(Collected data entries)
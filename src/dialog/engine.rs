//! Dialog engine: loads the session, applies the transition, runs effects

use super::{last_input, transition, Flow, Reply, Step};
use crate::analysis::{AnalysisKind, TextAnalyzer};
use crate::catalog::Catalog;
use crate::session::{Session, SessionStore};
use crate::sms::SmsNotifier;
use serde::Deserialize;
use std::sync::Arc;

/// One gateway request
#[derive(Debug, Clone, Default, Deserialize)]
#[serde(rename_all = "camelCase", default)]
pub struct DialogRequest {
    pub session_id: String,
    /// Short code dialed by the user; not used for routing
    pub service_code: String,
    pub phone_number: String,
    /// All input so far, `*`-joined
    pub text: String,
}

pub struct DialogEngine {
    store: Arc<dyn SessionStore>,
    analyzer: TextAnalyzer,
    sms: SmsNotifier,
    catalog: Arc<Catalog>,
}

impl DialogEngine {
    pub fn new(
        store: Arc<dyn SessionStore>,
        analyzer: TextAnalyzer,
        sms: SmsNotifier,
        catalog: Arc<Catalog>,
    ) -> Self {
        Self {
            store,
            analyzer,
            sms,
            catalog,
        }
    }

    /// Advance the dialog for `request` and produce the gateway reply
    pub async fn handle(&self, request: &DialogRequest) -> Reply {
        let key = request.session_id.as_str();
        let input = last_input(&request.text);

        let mut session = self.load(key).await;

        if session.flow == Flow::Unknown {
            tracing::warn!(session_id = %key, "Unexpected stored flow, resetting to menu");
        }

        let step = transition(session.flow, input, &self.catalog);
        tracing::debug!(
            session_id = %key,
            service_code = %request.service_code,
            flow = session.flow.as_str(),
            terminal = step.is_terminal(),
            "Dialog step"
        );

        match step {
            Step::Prompt { text, next } => {
                session.enter(next);
                if has_key(key) {
                    if let Err(e) = self.store.set(key, session).await {
                        tracing::error!(session_id = %key, error = %e, "Failed to save session");
                    }
                }
                Reply::Continue(text)
            }
            terminal => {
                if has_key(key) {
                    if let Err(e) = self.store.delete(key).await {
                        tracing::error!(session_id = %key, error = %e, "Failed to delete session");
                    }
                }
                Reply::End(self.finish(terminal, &request.phone_number).await)
            }
        }
    }

    /// Stored session for `key`, or a fresh one. Requests without a session
    /// id never share state, so they always start fresh.
    async fn load(&self, key: &str) -> Session {
        if !has_key(key) {
            tracing::warn!("Request without session id, answering statelessly");
            return Session::new();
        }
        match self.store.get(key).await {
            Ok(Some(session)) => session,
            Ok(None) => Session::new(),
            Err(e) => {
                tracing::error!(session_id = %key, error = %e, "Failed to load session, starting over");
                Session::new()
            }
        }
    }

    /// Run the effects of a terminal step and build the closing message
    async fn finish(&self, step: Step, phone_number: &str) -> String {
        match step {
            Step::Prompt { text, .. } | Step::End { text } => text,
            Step::EndWithSms { text, sms } => {
                let receipt = self.sms.send_sms(phone_number, &sms).await;
                tracing::debug!(sent = receipt.is_sent(), "SMS copy");
                format!("{text}\n{}", receipt.message())
            }
            Step::EndWithAnalysis { kind, description } => {
                let outcome = match kind {
                    AnalysisKind::MalariaSymptoms => {
                        self.analyzer.analyze_symptoms(&description).await
                    }
                    AnalysisKind::ZoneSolution => {
                        self.analyzer.suggest_zone_solution(&description).await
                    }
                };
                match outcome {
                    Ok(answer) => {
                        let body = format!("{}: {answer}", kind.sms_heading());
                        let receipt = self.sms.send_sms(phone_number, &body).await;
                        format!("{answer}\n{}", receipt.message())
                    }
                    Err(failure) => failure.message().to_string(),
                }
            }
        }
    }
}

fn has_key(session_id: &str) -> bool {
    !session_id.trim().is_empty()
}
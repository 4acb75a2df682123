//! Property-based tests for the dialog
//!
//! These tests verify the session lifecycle invariants hold for any stored
//! flow and any input history.

use super::*;
use crate::analysis::TextAnalyzer;
use crate::catalog::Catalog;
use crate::session::{InMemorySessionStore, Session, SessionStore};
use crate::sms::SmsNotifier;
use proptest::prelude::*;
use std::sync::Arc;
use std::time::Duration;

// ============================================================================
// Arbitrary Generators
// ============================================================================

fn arb_flow() -> impl Strategy<Value = Flow> {
    proptest::sample::select(Flow::ALL.to_vec())
}

fn arb_token() -> impl Strategy<Value = String> {
    prop_oneof![
        (0u8..10).prop_map(|d| d.to_string()),
        Just(String::new()),
        Just("   ".to_string()),
        "[a-z ]{1,12}",
        "[0-9]{2,3}",
    ]
}

fn arb_history() -> impl Strategy<Value = String> {
    prop::collection::vec(arb_token(), 0..5).prop_map(|tokens| tokens.join("*"))
}

fn offline_engine(store: Arc<InMemorySessionStore>) -> DialogEngine {
    DialogEngine::new(
        store,
        TextAnalyzer::new(None, Duration::from_secs(1)),
        SmsNotifier::new(None, "", Duration::from_secs(1)),
        Arc::new(Catalog::sample()),
    )
}

fn run<F: std::future::Future>(future: F) -> F::Output {
    tokio::runtime::Builder::new_current_thread()
        .enable_time()
        .build()
        .unwrap()
        .block_on(future)
}

// ============================================================================
// Properties
// ============================================================================

proptest! {
    #[test]
    fn end_deletes_and_con_keeps_session(flow in arb_flow(), text in arb_history()) {
        let (reply, stored, expected) = run(async {
            let store = Arc::new(InMemorySessionStore::new(Duration::from_secs(60)));
            store.set("k", Session { flow, ..Session::default() }).await.unwrap();
            let expected = transition(flow, last_input(&text), &Catalog::sample());

            let engine = offline_engine(store.clone());
            let request = DialogRequest {
                session_id: "k".to_string(),
                phone_number: "+244923456789".to_string(),
                text,
                ..DialogRequest::default()
            };
            let reply = engine.handle(&request).await;
            let stored = store.get("k").await.unwrap();
            (reply, stored, expected)
        });

        match expected {
            Step::Prompt { next, .. } => {
                prop_assert!(!reply.is_end());
                prop_assert_eq!(stored.map(|s| s.flow), Some(next));
            }
            _ => {
                prop_assert!(reply.is_end());
                prop_assert!(stored.is_none());
            }
        }
    }

    #[test]
    fn prompts_never_park_at_initial_or_unknown(flow in arb_flow(), token in arb_token()) {
        if let Step::Prompt { next, .. } = transition(flow, &token, &Catalog::sample()) {
            prop_assert!(next != Flow::Initial && next != Flow::Unknown);
        }
    }

    #[test]
    fn empty_input_outside_menu_recovers(flow in arb_flow(), prefix in arb_history()) {
        let text = if prefix.is_empty() { prefix } else { format!("{prefix}*") };
        let step = transition(flow, last_input(&text), &Catalog::sample());
        prop_assert_eq!(step, Step::main_menu());
    }

    #[test]
    fn only_last_token_matters(flow in arb_flow(), history in arb_history(), token in arb_token()) {
        let catalog = Catalog::sample();
        let joined = if history.is_empty() { token.clone() } else { format!("{history}*{token}") };
        prop_assert_eq!(
            transition(flow, last_input(&joined), &catalog),
            transition(flow, &token, &catalog)
        );
    }

    #[test]
    fn replies_always_have_body(flow in arb_flow(), token in arb_token()) {
        let step = transition(flow, &token, &Catalog::sample());
        let non_empty = match &step {
            Step::Prompt { text, .. } | Step::End { text } | Step::EndWithSms { text, .. } => !text.is_empty(),
            Step::EndWithAnalysis { description, .. } => !description.trim().is_empty(),
        };
        prop_assert!(non_empty);
    }
}
//! Alerta Saúde USSD service
//!
//! Serves a health-information menu to feature phones over a USSD gateway
//! callback, with LLM-backed symptom and zone analysis and SMS copies.

mod analysis;
mod api;
mod catalog;
mod config;
mod dialog;
mod formatters;
mod llm;
mod session;
mod sms;

#[cfg(test)]
mod testing;

use analysis::TextAnalyzer;
use api::{create_router, AppState};
use catalog::Catalog;
use config::AppConfig;
use dialog::DialogEngine;
use session::{spawn_reaper, InMemorySessionStore, SessionStore};
use sms::{SmsGateway, SmsNotifier, TwilioGateway};
use std::net::SocketAddr;
use std::sync::Arc;
use std::time::Duration;
use tokio_util::sync::CancellationToken;
use tower_http::{
    cors::{Any, CorsLayer},
    trace::TraceLayer,
};
use tracing_subscriber::{layer::SubscriberExt, util::SubscriberInitExt};

const REAPER_INTERVAL: Duration = Duration::from_secs(60);

#[tokio::main]
async fn main() -> Result<(), Box<dyn std::error::Error>> {
    // Initialize logging
    tracing_subscriber::registry()
        .with(
            tracing_subscriber::EnvFilter::try_from_default_env()
                .unwrap_or_else(|_| "ussd_alerta=info,tower_http=info".into()),
        )
        .with(
            tracing_subscriber::fmt::layer()
                .json()
                .with_current_span(false)
                .with_span_list(false),
        )
        .init();

    let config = AppConfig::from_env();

    // Text analysis
    let analyzer = TextAnalyzer::new(llm::service_from_config(&config.llm), config.call_timeout);
    if analyzer.is_available() {
        tracing::info!(model = %config.llm.model, "LLM service initialized");
    } else {
        tracing::warn!("No LLM API key configured. Set GEMINI_API_KEY to enable analysis.");
    }

    // SMS
    let (gateway, sender) = match TwilioGateway::from_config(&config.twilio) {
        Some((gateway, sender)) => (Some(Arc::new(gateway) as Arc<dyn SmsGateway>), sender),
        None => (None, String::new()),
    };
    let sms = SmsNotifier::new(gateway, sender, config.call_timeout);
    if sms.is_available() {
        tracing::info!("SMS gateway initialized");
    } else {
        tracing::warn!(
            "Twilio credentials incomplete. Set TWILIO_ACCOUNT_SID, TWILIO_AUTH_TOKEN and TWILIO_PHONE_NUMBER to enable SMS."
        );
    }

    // Sessions
    let store: Arc<dyn SessionStore> = Arc::new(InMemorySessionStore::new(config.session_ttl));
    let shutdown = CancellationToken::new();
    let reaper = spawn_reaper(store.clone(), REAPER_INTERVAL, shutdown.clone());

    let engine = DialogEngine::new(store, analyzer, sms, Arc::new(Catalog::sample()));
    let state = AppState::new(engine);

    let cors = CorsLayer::new()
        .allow_origin(Any)
        .allow_methods(Any)
        .allow_headers(Any);

    let app = create_router(state)
        .layer(TraceLayer::new_for_http())
        .layer(cors);

    // Start server
    let addr = SocketAddr::from(([0, 0, 0, 0], config.port));
    tracing::info!("USSD server listening on {}", addr);

    let listener = tokio::net::TcpListener::bind(addr).await?;
    axum::serve(listener, app)
        .with_graceful_shutdown(shutdown_signal(shutdown.clone()))
        .await?;

    shutdown.cancel();
    reaper.await?;
    tracing::info!("USSD server stopped");

    Ok(())
}

/// Resolve on Ctrl-C or SIGTERM, cancelling background tasks
async fn shutdown_signal(shutdown: CancellationToken) {
    let ctrl_c = async {
        if let Err(e) = tokio::signal::ctrl_c().await {
            tracing::error!(error = %e, "Failed to listen for Ctrl-C");
            std::future::pending::<()>().await;
        }
    };

    #[cfg(unix)]
    let terminate = async {
        match tokio::signal::unix::signal(tokio::signal::unix::SignalKind::terminate()) {
            Ok(mut signal) => {
                signal.recv().await;
            }
            Err(e) => {
                tracing::error!(error = %e, "Failed to listen for SIGTERM");
                std::future::pending::<()>().await;
            }
        }
    };

    #[cfg(not(unix))]
    let terminate = std::future::pending::<()>();

    tokio::select! {
        () = ctrl_c => {},
        () = terminate => {},
    }

    tracing::info!("Shutdown signal received");
    shutdown.cancel();
}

**Exercise description**
Report the number of lines, in the entries above, that contain the word "warn", without any other text.

**Output for this exercise**
4